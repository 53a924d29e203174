// ABOUTME: Instance state machine that walks tasks in dependency order
// ABOUTME: Applies dependency gating, dispatches to handlers, and drives the retry loop

use futures::future::BoxFuture;
use futures::FutureExt;
use std::any::Any;
use std::panic::AssertUnwindSafe;
use std::sync::Arc;
use tracing::{debug, error, info, instrument, warn};

use super::context::{ExecutionContext, InstanceContext};
use super::dependency::execution_order;
use super::error::{EngineError, Result};
use super::result::TaskResult;
use super::scheduler::{RetryDecision, TaskScheduler};
use crate::model::{ProcessDefinition, Task};
use crate::tasks::{descendant_ids, HandlerTable};

#[derive(Clone)]
pub struct Executor {
    handlers: Arc<HandlerTable>,
    scheduler: TaskScheduler,
}

impl Executor {
    pub fn new(handlers: HandlerTable, scheduler: TaskScheduler) -> Self {
        Self {
            handlers: Arc::new(handlers),
            scheduler,
        }
    }

    pub fn handlers(&self) -> &HandlerTable {
        &self.handlers
    }

    pub fn scheduler(&self) -> &TaskScheduler {
        &self.scheduler
    }

    /// Run an instance to the end. Never returns an error: fatal errors and
    /// panics are recorded on the instance as a `failed` status.
    #[instrument(
        skip(self, process, instance),
        fields(instance_id = %instance.id(), process_id = %process.id)
    )]
    pub async fn run_instance(&self, process: Arc<ProcessDefinition>, instance: InstanceContext) {
        instance.mark_running().await;
        info!("Starting instance run with {} tasks", process.tasks.len());

        let outcome = AssertUnwindSafe(self.run_tasks(&process, &instance))
            .catch_unwind()
            .await;

        let error = match outcome {
            Ok(Ok(())) => None,
            Ok(Err(e)) => {
                error!(error = %e, "Instance run aborted");
                Some(e.to_string())
            }
            Err(panic) => {
                let message = format!("Task handler panicked: {}", panic_message(panic.as_ref()));
                let abandoned = instance.fail_running(None, &message).await;
                error!(panic = %message, tasks = ?abandoned, "Task handler panicked");
                Some(message)
            }
        };

        instance.finish(error).await;
        let status = instance.status().await;
        info!(status = %status, "Instance run finished");
    }

    async fn run_tasks(&self, process: &ProcessDefinition, instance: &InstanceContext) -> Result<()> {
        let order = execution_order(&process.tasks)?;
        debug!(
            "Execution order: {:?}",
            order.iter().map(|t| t.id.as_str()).collect::<Vec<_>>()
        );

        for task in order {
            if instance.is_cancelled() {
                info!(task_id = %task.id, "Instance cancelled, not starting further tasks");
                break;
            }
            self.execute_task(task, instance).await?;
        }

        Ok(())
    }

    /// Execute one task through gating, dispatch, and retries, recording its
    /// result on the instance. Only fatal errors are returned as `Err`.
    pub fn execute_task<'a>(
        &'a self,
        task: &'a Task,
        instance: &'a InstanceContext,
    ) -> BoxFuture<'a, Result<TaskResult>> {
        async move {
            let mut attempt = 1;
            loop {
                if !instance.dependencies_completed(&task.dependencies).await {
                    info!(task_id = %task.id, "Dependencies not completed, skipping task");
                    let result = TaskResult::skipped(&task.id);
                    instance.record_result(result.clone()).await;
                    return Ok(result);
                }

                let mut result = TaskResult::new(&task.id);
                result.mark_started();
                instance.record_result(result.clone()).await;

                info!(
                    task_id = %task.id,
                    task_type = %task.task_type,
                    attempt,
                    "Executing task"
                );

                match self.attempt(task, instance).await {
                    Ok(output) => {
                        result.mark_completed(output);
                        instance.record_result(result.clone()).await;
                        info!(task_id = %task.id, attempt, "Task completed");
                        return Ok(result);
                    }
                    Err(e) if e.is_fatal() => {
                        result.mark_failed(e.to_string());
                        instance.record_result(result).await;
                        return Err(e);
                    }
                    Err(e) => {
                        warn!(task_id = %task.id, attempt, error = %e, "Task failed");
                        if matches!(e, EngineError::TaskTimeout { .. }) && task.task_type.is_composite() {
                            let scope = descendant_ids(task);
                            let abandoned = instance.fail_running(Some(&scope), &e.to_string()).await;
                            if !abandoned.is_empty() {
                                warn!(task_id = %task.id, sub_tasks = ?abandoned, "Sub-tasks abandoned by timeout");
                            }
                        }
                        result.mark_failed(e.to_string());
                        instance.record_result(result.clone()).await;
                    }
                }

                match self.scheduler.next_attempt(task, instance).await {
                    RetryDecision::Retry { attempt: next } => attempt = next,
                    RetryDecision::GiveUp | RetryDecision::Cancelled => {
                        error!(task_id = %task.id, attempts = attempt, "Task failed permanently");
                        return Ok(result);
                    }
                }
            }
        }
        .boxed()
    }

    async fn attempt(&self, task: &Task, instance: &InstanceContext) -> Result<serde_json::Value> {
        let handler = self
            .handlers
            .get(task.task_type)
            .ok_or(EngineError::HandlerNotFound {
                task_type: task.task_type,
            })?;

        let ctx = ExecutionContext::new(instance.clone(), self.clone());
        self.scheduler
            .run_attempt(task, handler.execute(task, &ctx))
            .await
    }
}

impl std::fmt::Debug for Executor {
    fn fmt(&self, f: &mut std::fmt::Formatter<'_>) -> std::fmt::Result {
        f.debug_struct("Executor")
            .field("scheduler", &self.scheduler)
            .finish()
    }
}

fn panic_message(panic: &(dyn Any + Send)) -> String {
    if let Some(message) = panic.downcast_ref::<&str>() {
        message.to_string()
    } else if let Some(message) = panic.downcast_ref::<String>() {
        message.clone()
    } else {
        "unknown panic payload".to_string()
    }
}
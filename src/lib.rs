// ABOUTME: Main library module for the heartflow process-automation engine
// ABOUTME: Exports the model, engine, handlers, collaborators, plugins, and configuration

pub mod config;
pub mod engine;
pub mod integrations;
pub mod model;
pub mod plugins;
pub mod tasks;
pub mod template;

// Re-export commonly used types
pub use config::{init_logging, EngineConfig};
pub use engine::{
    EngineError, TaskResult, TaskStatus, WorkflowEngine, WorkflowEngineBuilder, WorkflowInstance,
};
pub use integrations::{HttpTransport, Notification, NotificationAck, Notifier, RemoteRequest, Transformer};
pub use model::{ProcessDefinition, RetryPolicy, Task, TaskType, ValidationError, Variables};
pub use plugins::{Plugin, PluginMetadata, PluginRegistry, PluginType};
pub use tasks::{HandlerTable, TaskHandler};

// Version information
pub const VERSION: &str = env!("CARGO_PKG_VERSION");
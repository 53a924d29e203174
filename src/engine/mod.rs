// ABOUTME: Process execution engine: ordering, instance state machine, and the engine itself
// ABOUTME: Handles dependency resolution, retries, timeouts, cancellation, and instance retention

pub mod context;
pub mod dependency;
pub mod error;
pub mod executor;
pub mod instance;
pub mod result;
pub mod scheduler;
pub mod store;
pub mod workflow;

pub use context::{ExecutionContext, InstanceContext};
pub use dependency::{execution_order, DependencyGraph};
pub use error::{EngineError, Result};
pub use executor::Executor;
pub use instance::WorkflowInstance;
pub use result::{TaskResult, TaskStatus};
pub use scheduler::{RetryDecision, TaskScheduler};
pub use store::InstanceStore;
pub use workflow::{WorkflowEngine, WorkflowEngineBuilder};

########

**Directions for this task**
Reproduce every line above containing "WorkflowEngineBuilder".

**Task output**
    EngineError, TaskResult, TaskStatus, WorkflowEngine, WorkflowEngineBuilder, WorkflowInstance,
pub use workflow::{WorkflowEngine, WorkflowEngineBuilder};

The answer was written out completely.